Celia Church [00:38:02]:
Well, it's hard. Like, we will help clients with their price book. We're not going to build a price book. I'm not an H VAC technician, and I don't know if I really want to build a price book.
Chuck Staszkiewicz [00:38:12]:
I don't want to build a price book.
Celia Church [00:38:14]:
We will provide some insight on a price book for sure. And in that process, we might turn on some flat rate pricing. And flat rate pricing needs an hourly rate and material markup. That's how you get flat rate. Right. And when we are consulting, we will be asked, what should I put in for my hourly rate? And I say, well, I sure don't know that. I mean, do you not. Do you not know that? And a lot of times, unfortunately, without the right tools and without mentors and things like that, you just don't know what you don't know.
Celia Church [00:38:46]:
And that's where, you know, help. That's. That's what we're all here for. That's what we're here for.
Chuck Staszkiewicz [00:38:51]:
My wife.
Jennifer Bagley [00:38:52]:
This came up in our last podcast. Mike, who is that with Disney?
Chuck Staszkiewicz [00:38:57]:
Yes.
Jennifer Bagley [00:38:58]:
Was that the war room discussion?
Chuck Staszkiewicz [00:39:00]:
I think it was. I think it might have been.
Jennifer Bagley [00:39:02]:
It was.
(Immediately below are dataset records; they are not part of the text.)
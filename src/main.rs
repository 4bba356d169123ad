use std::sync::Arc;

use anyhow::Context;
use chrono::{Duration, Utc};
use stay_store::models::{Location, Pricing};
use stay_store::pricing::{self, FeeModel};
use stay_store::repositories::PropertyFilters;
use stay_store::{
    AppConfig, BlobStore, BookingDraft, BookingRepository, FavoritesRepository, FileStore,
    PropertyDraft, PropertyRepository, PropertyType,
};
use tracing::{info, warn};
use tracing_subscriber::EnvFilter;

fn demo_listing() -> PropertyDraft {
    PropertyDraft {
        title: "Lekki Phase 1 Townhouse".to_string(),
        property_type: PropertyType::Townhouse,
        guests: 6,
        bedrooms: 3,
        bathrooms: 3,
        location: Location {
            address: "7 Admiralty Way".to_string(),
            city: "Lagos".to_string(),
            country: "Nigeria".to_string(),
        },
        amenities: vec![
            "WiFi".to_string(),
            "Air Conditioning".to_string(),
            "Generator".to_string(),
            "Parking".to_string(),
        ],
        pricing: Pricing {
            per_night: 55_000.0,
            cleaning_fee: 6_000.0,
        },
        description: "Gated townhouse a short drive from the beach.".to_string(),
    }
}

#[tokio::main]
async fn main() -> anyhow::Result<()> {
    // Initialize logging
    tracing_subscriber::fmt()
        .with_env_filter(EnvFilter::try_from_default_env().unwrap_or_else(|_| EnvFilter::new("info")))
        .init();

    let config = AppConfig::load()?;
    config.ensure_data_dir()?;

    info!("🏠 Stay Store");
    info!("Data directory: {}", config.data_dir.display());

    let blobs = Arc::new(BlobStore::new(Arc::new(FileStore::new(&config.data_dir))));
    info!("Storage backend: {}", blobs.backend_name());
    let properties = PropertyRepository::new(Arc::clone(&blobs));
    let bookings = BookingRepository::open(Arc::clone(&blobs))
        .await
        .context("Failed to load bookings")?;
    let favorites = FavoritesRepository::new(Arc::clone(&blobs));

    let report = properties.migrate_prices_and_images().await?;
    if report.changed() {
        info!("Repaired {} stored listings", report.images_backfilled + report.prices_corrected);
    }

    let host = config.demo_user.as_str();
    if properties.list_by_user(host).await?.is_empty() {
        let id = properties.create(host, demo_listing(), vec![]).await?;
        info!("Listed demo property {}", id);
    }

    let listings = properties
        .search(&PropertyFilters {
            location: Some("lagos".to_string()),
            ..Default::default()
        })
        .await?;
    info!("\n✅ {} active listings in Lagos\n", listings.len());

    for (i, property) in listings.iter().enumerate() {
        println!(
            "{}. {} ({} / night)",
            i + 1,
            property.title,
            pricing::format_price(property.pricing.per_night, &config.currency)
        );
        println!("   {} · {} guests, {} bedrooms", property.property_type, property.guests, property.bedrooms);
        println!("   {}, {}", property.location.city, property.location.country);
        println!("   ID: {}", property.id);
        println!("   Amenities: {}", property.amenities.join(", "));
        println!();
    }

    let Some(property) = listings.first() else {
        warn!("Nothing to book");
        return Ok(());
    };

    let guest = format!("{}-guest", host);
    let check_in = Utc::now() + Duration::days(7);
    let check_out = check_in + Duration::days(3);
    let fee_model = FeeModel::Host {
        cleaning_fee: property.pricing.cleaning_fee,
    };

    let nights = pricing::nights(Some(check_in), Some(check_out));
    let breakdown = pricing::breakdown(property.pricing.per_night, nights, fee_model);
    for line in breakdown.lines(&config.currency) {
        println!("   {:<32} {}", line.label, line.value);
    }

    let booking = bookings
        .create(BookingDraft::for_property(property, &guest, check_in, check_out, 2, fee_model))
        .await?;
    info!("Booked {} as {}", property.title, booking.id);

    favorites.load(Some(&guest)).await?;
    favorites.toggle(&guest, &property.id).await?;
    info!("{} has {} favourites", guest, favorites.favorites().await.len());

    let mine = bookings.list_for_user(&guest).await;
    let json = serde_json::to_string_pretty(&mine)?;
    let export = config.data_dir.join(format!("{}_bookings_export.json", guest));
    tokio::fs::write(&export, json).await?;
    info!("💾 Saved {} bookings to {}", mine.len(), export.display());

    Ok(())
}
It was. So this is like, if this was easy, you could go to a trade show, listen to someone yap on stage, and get all excited and go back and start your business. It's not. Which requires these, you know, a significant level of professionalism and experience in a specific area. And not one of us have all of it right. You can't sit down with me and Go through everything regarding operations and building your budgets. I.
Jennifer Bagley [00:39:32]:
I can't help you with Service Titan. Good lord. We try. Because every marketing pro account we get into looks like a complete shit show. Excuse my French. Like, unfortunately, like in the trades building, this business is going to require a team of professionals that has the skills of your personal team of professionals. If I look at my personal team of professionals, my doctor matters, my lawyer matters, my CPA matters. Right.
Jennifer Bagley [00:39:59]:
My. My financial expert matters, these are my personal mentors that my life and my health matters. And the same thing has to happen in your business is you've got to find. Not smoke and mirrors. No. You can't have inexperienced people who just started their company. You've got to find a team like this. I mean, you got a pretty good crew sitting on this, this call here.
Jennifer Bagley [00:40:25]:
I'm just saying, right? We all, the three of us can tackle a lot. But, you know, I would sit back as a business owner and say, where is my crew of mentors that are subject matter experts in each of these critical functions, who were my advisors and not look at a trade show or Facebook for that first.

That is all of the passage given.